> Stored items
####################
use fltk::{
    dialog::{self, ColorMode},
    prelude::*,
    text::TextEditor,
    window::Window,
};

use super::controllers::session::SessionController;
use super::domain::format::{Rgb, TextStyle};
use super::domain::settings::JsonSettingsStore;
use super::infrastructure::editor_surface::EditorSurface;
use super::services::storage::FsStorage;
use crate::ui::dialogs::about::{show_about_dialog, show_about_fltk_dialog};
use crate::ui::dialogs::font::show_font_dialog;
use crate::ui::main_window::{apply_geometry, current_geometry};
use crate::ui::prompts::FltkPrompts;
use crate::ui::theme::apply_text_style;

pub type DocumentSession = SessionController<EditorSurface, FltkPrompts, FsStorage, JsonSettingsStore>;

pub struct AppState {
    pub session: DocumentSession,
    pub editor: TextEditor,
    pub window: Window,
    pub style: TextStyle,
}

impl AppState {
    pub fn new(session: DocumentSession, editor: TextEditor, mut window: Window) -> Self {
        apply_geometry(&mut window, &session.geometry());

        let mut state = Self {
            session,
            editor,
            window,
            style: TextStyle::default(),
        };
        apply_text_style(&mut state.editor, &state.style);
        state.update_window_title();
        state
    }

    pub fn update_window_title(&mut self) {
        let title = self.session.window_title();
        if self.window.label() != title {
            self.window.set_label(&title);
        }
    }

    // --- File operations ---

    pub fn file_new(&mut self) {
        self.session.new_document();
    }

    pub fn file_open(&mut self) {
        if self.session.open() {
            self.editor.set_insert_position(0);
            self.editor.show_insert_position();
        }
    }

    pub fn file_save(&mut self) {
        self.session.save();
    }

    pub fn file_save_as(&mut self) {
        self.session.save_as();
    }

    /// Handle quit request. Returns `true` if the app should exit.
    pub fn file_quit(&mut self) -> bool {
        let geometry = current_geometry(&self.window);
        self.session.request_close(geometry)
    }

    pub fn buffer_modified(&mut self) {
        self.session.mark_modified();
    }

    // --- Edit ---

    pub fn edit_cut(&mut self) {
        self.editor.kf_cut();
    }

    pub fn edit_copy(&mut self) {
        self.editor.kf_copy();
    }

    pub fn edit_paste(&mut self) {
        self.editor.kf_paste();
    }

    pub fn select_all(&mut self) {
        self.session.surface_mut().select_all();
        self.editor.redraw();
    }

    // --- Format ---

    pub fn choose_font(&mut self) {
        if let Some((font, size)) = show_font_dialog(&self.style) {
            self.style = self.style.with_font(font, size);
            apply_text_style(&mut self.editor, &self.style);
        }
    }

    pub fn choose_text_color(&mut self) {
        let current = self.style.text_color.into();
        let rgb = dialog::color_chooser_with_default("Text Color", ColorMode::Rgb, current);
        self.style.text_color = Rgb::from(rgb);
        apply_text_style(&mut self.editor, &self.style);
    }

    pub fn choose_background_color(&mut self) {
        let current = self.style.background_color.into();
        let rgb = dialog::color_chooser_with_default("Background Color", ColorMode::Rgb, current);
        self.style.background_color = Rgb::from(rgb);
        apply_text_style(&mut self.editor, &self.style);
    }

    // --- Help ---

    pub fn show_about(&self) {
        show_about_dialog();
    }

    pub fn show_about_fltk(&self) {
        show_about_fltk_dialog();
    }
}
####################
> What is being asked
Retype the records above, but only those lines that fall between the line containing "if self.window.label() != title" and the line containing "self.session.surface_mut().select_all();", with both of those lines included, exactly as written.

> Your response
        if self.window.label() != title {
            self.window.set_label(&title);
        }
    }

    // --- File operations ---

    pub fn file_new(&mut self) {
        self.session.new_document();
    }

    pub fn file_open(&mut self) {
        if self.session.open() {
            self.editor.set_insert_position(0);
            self.editor.show_insert_position();
        }
    }

    pub fn file_save(&mut self) {
        self.session.save();
    }

    pub fn file_save_as(&mut self) {
        self.session.save_as();
    }

    /// Handle quit request. Returns `true` if the app should exit.
    pub fn file_quit(&mut self) -> bool {
        let geometry = current_geometry(&self.window);
        self.session.request_close(geometry)
    }

    pub fn buffer_modified(&mut self) {
        self.session.mark_modified();
    }

    // --- Edit ---

    pub fn edit_cut(&mut self) {
        self.editor.kf_cut();
    }

    pub fn edit_copy(&mut self) {
        self.editor.kf_copy();
    }

    pub fn edit_paste(&mut self) {
        self.editor.kf_paste();
    }

    pub fn select_all(&mut self) {
        self.session.surface_mut().select_all();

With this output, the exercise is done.